2017 novel by Jacob M. Appel

Millard Salter's Last Day is an American novel by Jacob M. Appel. It was published by Simon & Schuster in 2017. The novel won the Faulkner-Wisdom Prize for the Novel in 2016. Judge John Gregory Brown, the chair of the awards panel, wrote of the novel: "It is a remarkably astute and funny novel about death, utterly convincing in every way. If this author isn't an elderly psychiatrist from New York, then the novel is a feat of astounding research and ventriloquism."

== Plot ==

The novel tells the story of the final day in the life of a 75-year-old psychiatrist, Millard Salter, who runs the consult-liaison service at St. Dymphna's Hospital in New York City.
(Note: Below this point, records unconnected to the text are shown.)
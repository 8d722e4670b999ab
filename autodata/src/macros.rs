//! Declarative macros for declaring theory data with less boilerplate.

/// Wrap each expression in a [`Value`](crate::Value)
///
/// ```rust
/// use autodata::values;
///
/// let row = values![1337, "seven".to_string(), 42u8];
/// assert_eq!(row.len(), 3);
/// assert!(row[2].is::<u8>());
/// ```
#[macro_export]
macro_rules! values {
    () => {
        ::std::vec::Vec::<$crate::Value>::new()
    };
    ($($value:expr),+ $(,)?) => {
        ::std::vec![$($crate::Value::new($value)),+]
    };
}

/// Build an [`InlineAutoData`](crate::InlineAutoData) from literal values
///
/// Uses a default fixture unless an `auto_data = ...;` or `fixture = ...;`
/// prefix is given.
///
/// ```rust
/// use autodata::{Fixture, inline_auto_data};
///
/// let plain = inline_auto_data![1337, 7];
/// assert_eq!(plain.values().len(), 2);
///
/// let mut fixture = Fixture::new();
/// fixture.inject(42i32);
/// let customized = inline_auto_data![fixture = fixture; 1337, 7];
/// assert_eq!(customized.values()[0].downcast_ref::<i32>(), Some(&1337));
/// ```
#[macro_export]
macro_rules! inline_auto_data {
    (auto_data = $auto_data:expr; $($value:expr),* $(,)?) => {
        $crate::InlineAutoData::with_auto_data($auto_data, $crate::values![$($value),*])
    };
    (fixture = $fixture:expr; $($value:expr),* $(,)?) => {
        $crate::InlineAutoData::with_fixture($fixture, $crate::values![$($value),*])
    };
    ($($value:expr),* $(,)?) => {
        $crate::InlineAutoData::new($crate::values![$($value),*])
    };
}

/// Run a theory over the given sources, panicking if any row fails
///
/// ```rust
/// use autodata::{assert_theory, inline_auto_data};
///
/// assert_theory!(
///     "addition_commutes",
///     |(a, b): (u8, u8)| assert_eq!(u16::from(a) + u16::from(b), u16::from(b) + u16::from(a)),
///     inline_auto_data![1u8],
///     inline_auto_data![],
/// );
/// ```
#[macro_export]
macro_rules! assert_theory {
    ($name:expr, $body:expr, $($case:expr),+ $(,)?) => {{
        let theory = $crate::Theory::new($name, $body)$(.case($case))+;
        match theory.run() {
            Ok(report) => report.assert_passes(),
            Err(error) => panic!("Theory {} could not produce data: {}", theory.name(), error),
        }
    }};
}

#[cfg(test)]
mod tests {
    use crate::{AutoData, DataSource, Fixture, Signature, Value, complete_rows};

    #[test]
    fn test_values_macro() {
        let empty: Vec<Value> = values![];
        assert!(empty.is_empty());

        let row = values![1, "a", 2.5f64,];
        assert_eq!(row.len(), 3);
        assert_eq!(row[0].downcast_ref::<i32>(), Some(&1));
        assert_eq!(row[1].downcast_ref::<&str>(), Some(&"a"));
    }

    #[test]
    fn test_inline_auto_data_macro_forms() {
        let plain = inline_auto_data![1337, 7, 42];
        assert_eq!(format!("{:?}", plain.values()), "[1337, 7, 42]");

        let mut fixture = Fixture::new();
        fixture.inject(42i32);
        let data = inline_auto_data![fixture = fixture; 1337, 7];
        let rows = complete_rows(&data, &Signature::of::<(i32, i32, i32)>()).unwrap();
        assert_eq!(rows[0][2].downcast_ref::<i32>(), Some(&42));

        let auto_data = AutoData::new();
        let shared = auto_data.builder().clone();
        let data = inline_auto_data![auto_data = auto_data;];
        assert!(data.values().is_empty());
        assert!(std::sync::Arc::ptr_eq(data.auto_data().builder(), &shared));
        assert_eq!(data.describe(), "InlineAutoData()");
    }

    #[test]
    fn test_assert_theory_passing() {
        assert_theory!(
            "strings_are_not_empty",
            |(s,): (String,)| assert!(!s.is_empty()),
            inline_auto_data![],
            inline_auto_data!["given".to_string()],
        );
    }

    #[test]
    #[should_panic(expected = "could not produce data")]
    fn test_assert_theory_data_error() {
        assert_theory!("too_many", |(_n,): (i32,)| {}, inline_auto_data![1, 2]);
    }

    #[test]
    #[should_panic(expected = "Theory is_even failed")]
    fn test_assert_theory_failing() {
        assert_theory!("is_even", |(n,): (i32,)| assert_eq!(n % 2, 0), inline_auto_data![3]);
    }
}
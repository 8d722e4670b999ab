//! Literal values completed with generated specimens.

use crate::error::DataError;
use crate::fixture::Fixture;
use crate::signature::Signature;
use crate::source::composite::compose;
use crate::source::{AutoData, DataRequest, DataSource, InlineData};
use crate::value::{Row, Value, format_row};

/// Provides a theory's arguments from inline values, generating the rest
///
/// The literal values fill the leading parameters in order; every remaining
/// parameter is generated by the wrapped [`AutoData`]. Supplying more values
/// than the theory has parameters is a configuration error.
///
/// Custom generation is injected rather than inherited: build the
/// [`AutoData`] around whatever [`SpecimenBuilder`](crate::SpecimenBuilder)
/// should be used and pass it to [`with_auto_data`](Self::with_auto_data).
///
/// ```rust
/// use autodata::{AutoData, Customization, DataSource, Fixture, InlineAutoData, Signature, values};
///
/// struct TheAnswer;
///
/// impl Customization for TheAnswer {
///     fn customize(&self, fixture: &mut Fixture) {
///         fixture.inject(42i32);
///     }
/// }
///
/// let auto_data = AutoData::from(Fixture::new().customize(TheAnswer));
/// let data = InlineAutoData::with_auto_data(auto_data, values![1337, 7]);
///
/// let signature = Signature::of::<(i32, i32, i32)>();
/// let rows = autodata::complete_rows(&data, &signature).unwrap();
/// let row: Vec<i32> = rows[0]
///     .iter()
///     .map(|value| *value.downcast_ref::<i32>().unwrap())
///     .collect();
/// assert_eq!(row, vec![1337, 7, 42]);
/// ```
#[derive(Debug, Clone)]
pub struct InlineAutoData {
    inline: InlineData,
    auto_data: AutoData,
}

impl InlineAutoData {
    /// Inline values completed by a default [`Fixture`]
    pub fn new(values: Vec<Value>) -> Self {
        Self::with_auto_data(AutoData::new(), values)
    }

    /// Inline values completed by the given [`AutoData`]
    pub fn with_auto_data(auto_data: AutoData, values: Vec<Value>) -> Self {
        Self {
            inline: InlineData::new(values),
            auto_data,
        }
    }

    /// Inline values completed by the given fixture
    pub fn with_fixture(fixture: Fixture, values: Vec<Value>) -> Self {
        Self::with_auto_data(AutoData::from(fixture), values)
    }

    /// The values passed to the theory, in order
    pub fn values(&self) -> &[Value] {
        self.inline.values()
    }

    /// The [`AutoData`] generating the remaining arguments
    pub fn auto_data(&self) -> &AutoData {
        &self.auto_data
    }
}

impl DataSource for InlineAutoData {
    fn rows(&self, request: &DataRequest<'_>) -> Result<Vec<Row>, DataError> {
        compose(&[&self.inline, &self.auto_data], request)
    }

    fn validate(&self, signature: &Signature) -> Result<(), DataError> {
        self.inline.validate(signature)
    }

    fn describe(&self) -> String {
        format!("InlineAutoData{}", format_row(self.values()))
    }
}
Salter's second wife has died a slow, painful death of cancer, so he volunteers with an underground organization that helps terminally-ill patients commit suicide. However, he falls in love with the first such patient to whom he is assigned, Delilah, and decides to end his own life on the same day that she ends hers.

== Reception ==

The Washington Post described the novel's protagonist as "man is full of life" and wrote that he "calls up comparisons to the late John Updike's visited and revisited character, Rabbit. Embodying contemporary ennui, Rabbit considers himself fulfilled when he manages to merely 'muddle through.'" At Tablet, Alexander Aciman described the novel as "The Best Novel of 2017 That You Never Heard Of."